Scaphism to Schoolmen
Scaphism Locking up a criminal in the trunk of a tree, bored through so as just to admit the body. Five holes were made- one for the head, and the others for the hands and legs. These parts were anointed with honey to invite the wasps. In this situation the criminal would linger in the burning sun for several days. (Greek, skaphe, anything scooped out.)
Scapin A barber of Seville; a knavish valet who makes his master his tool. (Molière: Les Fourberies de Scapin.)
Scaramouch A braggart and fool, very valiant in words, but a poltroon. According to Dyche, the Italian
posture-master, Tiberio Fiurelli, was surnamed Scaramouch Fiurelli. He came to England in 1673, and
astonished John Bull with feats of agility.

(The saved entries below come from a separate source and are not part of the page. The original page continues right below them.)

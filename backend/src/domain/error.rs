//! Domain-level error payload shared by every adapter.
//!
//! The type is transport agnostic. The HTTP adapter maps [`ErrorCode`] to a
//! status code and redacts internal failures before they leave the process.

use serde::{Deserialize, Serialize};
use serde_json::Value;
use utoipa::ToSchema;

use super::TraceId;

/// Response header carrying the request trace identifier.
pub const TRACE_ID_HEADER: &str = "trace-id";

/// Stable machine-readable error code describing the failure category.
#[derive(Debug, Clone, Copy, PartialEq, Eq, Hash, Serialize, Deserialize, ToSchema)]
#[non_exhaustive]
#[serde(rename_all = "snake_case")]
pub enum ErrorCode {
    /// The request is malformed or fails validation.
    InvalidRequest,
    /// Authentication failed or is missing.
    Unauthorized,
    /// Authenticated but not permitted to perform this action.
    Forbidden,
    /// The requested resource does not exist.
    NotFound,
    /// The request conflicts with existing state, such as a duplicate key.
    Conflict,
    /// A dependency such as the database is temporarily unreachable.
    ServiceUnavailable,
    /// An unexpected error occurred inside the service.
    InternalError,
}

/// Error payload returned by domain services and rendered by adapters.
///
/// # Examples
/// ```
/// use finlead::domain::{Error, ErrorCode};
///
/// let err = Error::not_found("lead not found");
/// assert_eq!(err.code(), ErrorCode::NotFound);
/// assert_eq!(err.message(), "lead not found");
/// ```
#[derive(Debug, Clone, PartialEq, Serialize, Deserialize, ToSchema)]
#[serde(rename_all = "camelCase")]
pub struct Error {
    #[schema(example = "invalid_request")]
    code: ErrorCode,
    #[schema(example = "request validation failed")]
    message: String,
    /// Correlation identifier echoed in the `trace-id` response header.
    #[serde(default, skip_serializing_if = "Option::is_none")]
    #[schema(example = "3fa85f64-5717-4562-b3fc-2c963f66afa6")]
    trace_id: Option<String>,
    /// Structured context. Validation failures use
    /// `{ "fields": [{ "field", "code", "message" }] }`.
    #[serde(default, skip_serializing_if = "Option::is_none")]
    details: Option<Value>,
}

impl Error {
    /// Create a new error, capturing the trace identifier in scope.
    pub fn new(code: ErrorCode, message: impl Into<String>) -> Self {
        Self {
            code,
            message: message.into(),
            trace_id: TraceId::current().map(|id| id.to_string()),
            details: None,
        }
    }

    /// Stable machine-readable error code.
    pub fn code(&self) -> ErrorCode {
        self.code
    }

    /// Human-readable message.
    pub fn message(&self) -> &str {
        self.message.as_str()
    }

    /// Trace identifier captured when the error was created.
    pub fn trace_id(&self) -> Option<&str> {
        self.trace_id.as_deref()
    }

    /// Supplementary structured details.
    pub fn details(&self) -> Option<&Value> {
        self.details.as_ref()
    }

    /// Attach or replace the trace identifier.
    #[must_use]
    pub fn with_trace_id(mut self, id: impl Into<String>) -> Self {
        self.trace_id = Some(id.into());
        self
    }

    /// Attach structured details.
    ///
    /// ```
    /// use finlead::domain::Error;
    /// use serde_json::json;
    ///
    /// let err = Error::invalid_request("bad").with_details(json!({ "field": "page" }));
    /// assert!(err.details().is_some());
    /// ```
    #[must_use]
    pub fn with_details(mut self, details: Value) -> Self {
        self.details = Some(details);
        self
    }

    /// Convenience constructor for [`ErrorCode::InvalidRequest`].
    pub fn invalid_request(message: impl Into<String>) -> Self {
        Self::new(ErrorCode::InvalidRequest, message)
    }

    /// Convenience constructor for [`ErrorCode::Unauthorized`].
    pub fn unauthorized(message: impl Into<String>) -> Self {
        Self::new(ErrorCode::Unauthorized, message)
    }

    /// Convenience constructor for [`ErrorCode::Forbidden`].
    pub fn forbidden(message: impl Into<String>) -> Self {
        Self::new(ErrorCode::Forbidden, message)
    }

    /// Convenience constructor for [`ErrorCode::NotFound`].
    pub fn not_found(message: impl Into<String>) -> Self {
        Self::new(ErrorCode::NotFound, message)
    }

    /// Convenience constructor for [`ErrorCode::Conflict`].
    pub fn conflict(message: impl Into<String>) -> Self {
        Self::new(ErrorCode::Conflict, message)
    }

    /// Convenience constructor for [`ErrorCode::ServiceUnavailable`].
    pub fn service_unavailable(message: impl Into<String>) -> Self {
        Self::new(ErrorCode::ServiceUnavailable, message)
    }

    /// Convenience constructor for [`ErrorCode::InternalError`].
    pub fn internal(message: impl Into<String>) -> Self {
        Self::new(ErrorCode::InternalError, message)
    }
}

impl std::fmt::Display for Error {
    fn fmt(&self, f: &mut std::fmt::Formatter<'_>) -> std::fmt::Result {
        write!(f, "{}", self.message)
    }
}

impl std::error::Error for Error {}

Stout Scaramoucha with rush-lance rode in,
Scaramouch Dress (A), in Molière's time, was black from top to toe; hence he says, Night has put on her `scaramouch dress.'
Scarborough Warning No warning at all; blow first, then warning. In Scarborough robbers used to be
dealt with in a very summary manner by a sort of Halifax gibbet-law, lynch-law, or an à la lanterne. Another
origin is given of this phrase: It is said that Thomas Stafford, in the reign of Queen Mary, seized the castle
of Scarborough, not only without warning, but even before the townsfolk knew he was afoot (1557). (See
Gone Up .)
This term Scarborrow warning grew, some say,
Scarlet Though your sins be as scarlet, they shall be as white as snow (Isa. i. 18). The allusion is to the scarlet fillet tied round the head of the scapegoat. Though your sins be as scarlet as the fillet on the head of the goat to which the high priest has transferred the sins of the whole nation, yet shall they be forgiven and wiped out.
Scarlet (Will). One of the companions of Robin Hood.
Scarlet Woman Some controversial Protestants apply the words to the Church of Rome, and some Romanists, with equal good taste, apply them to London. The Book of Revelation says, It is that great city which reigneth over the kings of the earth, and terms the city Babylon (chap. xvii.).
Scavenger's Daughter An instrument of torture invented by Sir William Skevington, lieutenant of the Tower in the reign of Henry VIII. As Skevington was the father of the instrument, the instrument was his daughter.
Sceatta Anglo-Saxon for money, or a little silver coin. A sceat was an Anglo-Saxon coin.